* [Your objective] Repeat every line below exactly, word for word.

Saved data entries:
--*--
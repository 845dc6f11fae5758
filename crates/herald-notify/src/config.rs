//! Configuration for the notification service.
//!
//! Loaded from `~/.herald/config.yaml`; every field has a default so a
//! partial (or missing) file works. Window durations are stored as plain
//! seconds in the file and exposed as typed durations.

use std::path::{Path, PathBuf};

use serde::{Deserialize, Serialize};
use tracing::info;

use herald_transport::TransportConfig;

use crate::error::{NotifyError, Result};

/// Notification service configuration.
#[derive(Debug, Clone, Serialize, Deserialize)]
#[serde(default)]
pub struct NotifierConfig {
    /// Push-event server address (host:port).
    pub server_addr: String,

    /// REST API base URL for the task and chat endpoints.
    pub api_base_url: String,

    /// Identifier of the current user; keys the item and chat queries.
    pub user_email: String,

    /// Display name used when producing change events.
    pub display_name: Option<String>,

    /// Seconds between deadline poller ticks.
    pub poll_interval_secs: u64,

    /// Alert lookahead window in seconds.
    pub lookahead_secs: i64,

    /// Dedup ledger window in seconds.
    pub dedup_window_secs: i64,

    /// Same-sender chat coalescing window in seconds.
    pub coalesce_window_secs: i64,

    /// Maximum records kept in the notification feed.
    pub max_notifications: usize,

    /// Transport reconnection attempts before giving up.
    pub reconnect_attempts: u32,

    /// Fixed delay between reconnection attempts, in milliseconds.
    pub reconnect_delay_ms: u64,
}

impl Default for NotifierConfig {
    fn default() -> Self {
        Self {
            server_addr: "127.0.0.1:5000".to_string(),
            api_base_url: "http://127.0.0.1:5000".to_string(),
            user_email: String::new(),
            display_name: None,
            poll_interval_secs: 60,
            lookahead_secs: 300,
            dedup_window_secs: 300,
            coalesce_window_secs: 60,
            max_notifications: 50,
            reconnect_attempts: 10,
            reconnect_delay_ms: 1000,
        }
    }
}

impl NotifierConfig {
    /// Load from a YAML file. A missing file yields the defaults; an
    /// unparsable file is an error.
    pub fn load(path: &Path) -> Result<Self> {
        let raw = match std::fs::read_to_string(path) {
            Ok(raw) => raw,
            Err(e) if e.kind() == std::io::ErrorKind::NotFound => {
                info!(path = %path.display(), "no config file, using defaults");
                return Ok(Self::default());
            }
            Err(e) => return Err(NotifyError::Io(e)),
        };

        serde_yaml::from_str(&raw).map_err(|e| NotifyError::ConfigInvalid {
            path: path.to_path_buf(),
            message: e.to_string(),
        })
    }

    /// Default config file location (`~/.herald/config.yaml`).
    pub fn default_path() -> Option<PathBuf> {
        dirs::home_dir().map(|home| home.join(".herald").join("config.yaml"))
    }

    /// Set the user this instance runs for.
    pub fn with_user(mut self, email: impl Into<String>) -> Self {
        self.user_email = email.into();
        self
    }

    /// Set the push-event server address.
    pub fn with_server_addr(mut self, addr: impl Into<String>) -> Self {
        self.server_addr = addr.into();
        self
    }

    /// Set the REST API base URL.
    pub fn with_api_base_url(mut self, url: impl Into<String>) -> Self {
        self.api_base_url = url.into();
        self
    }

    /// Poller tick interval.
    pub fn poll_interval(&self) -> std::time::Duration {
        std::time::Duration::from_secs(self.poll_interval_secs)
    }

    /// Deadline lookahead window.
    pub fn lookahead(&self) -> chrono::Duration {
        chrono::Duration::seconds(self.lookahead_secs)
    }

    /// Dedup ledger window.
    pub fn dedup_window(&self) -> chrono::Duration {
        chrono::Duration::seconds(self.dedup_window_secs)
    }

    /// Chat coalescing window.
    pub fn coalesce_window(&self) -> chrono::Duration {
        chrono::Duration::seconds(self.coalesce_window_secs)
    }

    /// Name used as the actor of change events.
    pub fn actor_name(&self) -> &str {
        self.display_name.as_deref().unwrap_or(&self.user_email)
    }

    /// Derive the transport configuration.
    pub fn transport_config(&self) -> TransportConfig {
        TransportConfig::default()
            .with_reconnect_attempts(self.reconnect_attempts)
            .with_reconnect_delay(std::time::Duration::from_millis(self.reconnect_delay_ms))
    }
}

#[cfg(test)]
mod tests {
    use super::*;

    #[test]
    fn test_defaults() {
        let config = NotifierConfig::default();
        assert_eq!(config.poll_interval_secs, 60);
        assert_eq!(config.lookahead_secs, 300);
        assert_eq!(config.dedup_window_secs, 300);
        assert_eq!(config.max_notifications, 50);
        assert_eq!(config.reconnect_attempts, 10);
        assert_eq!(config.actor_name(), "");
    }

    #[test]
    fn test_partial_yaml_fills_defaults() {
        let config: NotifierConfig =
            serde_yaml::from_str("user_email: me@example.com\npoll_interval_secs: 30\n").unwrap();

        assert_eq!(config.user_email, "me@example.com");
        assert_eq!(config.poll_interval_secs, 30);
        // Untouched fields keep their defaults.
        assert_eq!(config.lookahead_secs, 300);
        assert_eq!(config.coalesce_window_secs, 60);
    }

    #[test]
    fn test_load_missing_file_uses_defaults() {
        let config = NotifierConfig::load(Path::new("/nonexistent/herald.yaml")).unwrap();
        assert_eq!(config.poll_interval_secs, 60);
    }

    #[test]
    fn test_load_invalid_file_is_an_error() {
        let temp = tempfile::TempDir::new().unwrap();
        let path = temp.path().join("config.yaml");
        std::fs::write(&path, "poll_interval_secs: [not, a, number]").unwrap();

        let err = NotifierConfig::load(&path).unwrap_err();
        assert!(matches!(err, NotifyError::ConfigInvalid { .. }));
    }

    #[test]
    fn test_actor_name_prefers_display_name() {
        let mut config = NotifierConfig::default().with_user("me@example.com");
        assert_eq!(config.actor_name(), "me@example.com");

        config.display_name = Some("Mel".to_string());
        assert_eq!(config.actor_name(), "Mel");
    }

    #[test]
    fn test_transport_config_mapping() {
        let mut config = NotifierConfig::default();
        config.reconnect_attempts = 3;
        config.reconnect_delay_ms = 250;

        let transport = config.transport_config();
        assert_eq!(transport.reconnect_attempts, 3);
        assert_eq!(
            transport.reconnect_delay,
            std::time::Duration::from_millis(250)
        );
    }
}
--*--
* [Exercise solution]
repository 845dc6f11fae5758
filename crates/herald-notify/src/config.rs
//! Configuration for the notification service.
//!
//! Loaded from `~/.herald/config.yaml`; every field has a default so a
//! partial (or missing) file works. Window durations are stored as plain
//! seconds in the file and exposed as typed durations.

use std::path::{Path, PathBuf};

use serde::{Deserialize, Serialize};
use tracing::info;

use herald_transport::TransportConfig;

use crate::error::{NotifyError, Result};

/// Notification service configuration.
#[derive(Debug, Clone, Serialize, Deserialize)]
#[serde(default)]
pub struct NotifierConfig {
    /// Push-event server address (host:port).
    pub server_addr: String,

    /// REST API base URL for the task and chat endpoints.
    pub api_base_url: String,

    /// Identifier of the current user; keys the item and chat queries.
    pub user_email: String,

    /// Display name used when producing change events.
    pub display_name: Option<String>,

    /// Seconds between deadline poller ticks.
    pub poll_interval_secs: u64,

    /// Alert lookahead window in seconds.
    pub lookahead_secs: i64,

    /// Dedup ledger window in seconds.
    pub dedup_window_secs: i64,

    /// Same-sender chat coalescing window in seconds.
    pub coalesce_window_secs: i64,

    /// Maximum records kept in the notification feed.
    pub max_notifications: usize,

    /// Transport reconnection attempts before giving up.
    pub reconnect_attempts: u32,

    /// Fixed delay between reconnection attempts, in milliseconds.
    pub reconnect_delay_ms: u64,
}

impl Default for NotifierConfig {
    fn default() -> Self {
        Self {
            server_addr: "127.0.0.1:5000".to_string(),
            api_base_url: "http://127.0.0.1:5000".to_string(),
            user_email: String::new(),
            display_name: None,
            poll_interval_secs: 60,
            lookahead_secs: 300,
            dedup_window_secs: 300,
            coalesce_window_secs: 60,
            max_notifications: 50,
            reconnect_attempts: 10,
            reconnect_delay_ms: 1000,
        }
    }
}

impl NotifierConfig {
    /// Load from a YAML file. A missing file yields the defaults; an
    /// unparsable file is an error.
    pub fn load(path: &Path) -> Result<Self> {
        let raw = match std::fs::read_to_string(path) {
            Ok(raw) => raw,
            Err(e) if e.kind() == std::io::ErrorKind::NotFound => {
                info!(path = %path.display(), "no config file, using defaults");
                return Ok(Self::default());
            }
            Err(e) => return Err(NotifyError::Io(e)),
        };

        serde_yaml::from_str(&raw).map_err(|e| NotifyError::ConfigInvalid {
            path: path.to_path_buf(),
            message: e.to_string(),
        })
    }

    /// Default config file location (`~/.herald/config.yaml`).
    pub fn default_path() -> Option<PathBuf> {
        dirs::home_dir().map(|home| home.join(".herald").join("config.yaml"))
    }

    /// Set the user this instance runs for.
    pub fn with_user(mut self, email: impl Into<String>) -> Self {
        self.user_email = email.into();
        self
    }

    /// Set the push-event server address.
    pub fn with_server_addr(mut self, addr: impl Into<String>) -> Self {
        self.server_addr = addr.into();
        self
    }

    /// Set the REST API base URL.
    pub fn with_api_base_url(mut self, url: impl Into<String>) -> Self {
        self.api_base_url = url.into();
        self
    }

    /// Poller tick interval.
    pub fn poll_interval(&self) -> std::time::Duration {
        std::time::Duration::from_secs(self.poll_interval_secs)
    }

    /// Deadline lookahead window.
    pub fn lookahead(&self) -> chrono::Duration {
        chrono::Duration::seconds(self.lookahead_secs)
    }

    /// Dedup ledger window.
    pub fn dedup_window(&self) -> chrono::Duration {
        chrono::Duration::seconds(self.dedup_window_secs)
    }

    /// Chat coalescing window.
    pub fn coalesce_window(&self) -> chrono::Duration {
        chrono::Duration::seconds(self.coalesce_window_secs)
    }

    /// Name used as the actor of change events.
    pub fn actor_name(&self) -> &str {
        self.display_name.as_deref().unwrap_or(&self.user_email)
    }

    /// Derive the transport configuration.
    pub fn transport_config(&self) -> TransportConfig {
        TransportConfig::default()
            .with_reconnect_attempts(self.reconnect_attempts)
            .with_reconnect_delay(std::time::Duration::from_millis(self.reconnect_delay_ms))
    }
}

#[cfg(test)]
mod tests {
    use super::*;

    #[test]
    fn test_defaults() {
        let config = NotifierConfig::default();
        assert_eq!(config.poll_interval_secs, 60);
        assert_eq!(config.lookahead_secs, 300);
        assert_eq!(config.dedup_window_secs, 300);
        assert_eq!(config.max_notifications, 50);
        assert_eq!(config.reconnect_attempts, 10);
        assert_eq!(config.actor_name(), "");
    }

    #[test]
    fn test_partial_yaml_fills_defaults() {
        let config: NotifierConfig =
            serde_yaml::from_str("user_email: me@example.com\npoll_interval_secs: 30\n").unwrap();

        assert_eq!(config.user_email, "me@example.com");
        assert_eq!(config.poll_interval_secs, 30);
        // Untouched fields keep their defaults.
        assert_eq!(config.lookahead_secs, 300);
        assert_eq!(config.coalesce_window_secs, 60);
    }

    #[test]
    fn test_load_missing_file_uses_defaults() {
        let config = NotifierConfig::load(Path::new("/nonexistent/herald.yaml")).unwrap();
        assert_eq!(config.poll_interval_secs, 60);
    }

    #[test]
    fn test_load_invalid_file_is_an_error() {
        let temp = tempfile::TempDir::new().unwrap();
        let path = temp.path().join("config.yaml");
        std::fs::write(&path, "poll_interval_secs: [not, a, number]").unwrap();

        let err = NotifierConfig::load(&path).unwrap_err();
        assert!(matches!(err, NotifyError::ConfigInvalid { .. }));
    }

    #[test]
    fn test_actor_name_prefers_display_name() {
        let mut config = NotifierConfig::default().with_user("me@example.com");
        assert_eq!(config.actor_name(), "me@example.com");

        config.display_name = Some("Mel".to_string());
        assert_eq!(config.actor_name(), "Mel");
    }

    #[test]
    fn test_transport_config_mapping() {
        let mut config = NotifierConfig::default();
        config.reconnect_attempts = 3;
        config.reconnect_delay_ms = 250;

        let transport = config.transport_config();
        assert_eq!(transport.reconnect_attempts, 3);
        assert_eq!(
            transport.reconnect_delay,
            std::time::Duration::from_millis(250)
        );
    }
}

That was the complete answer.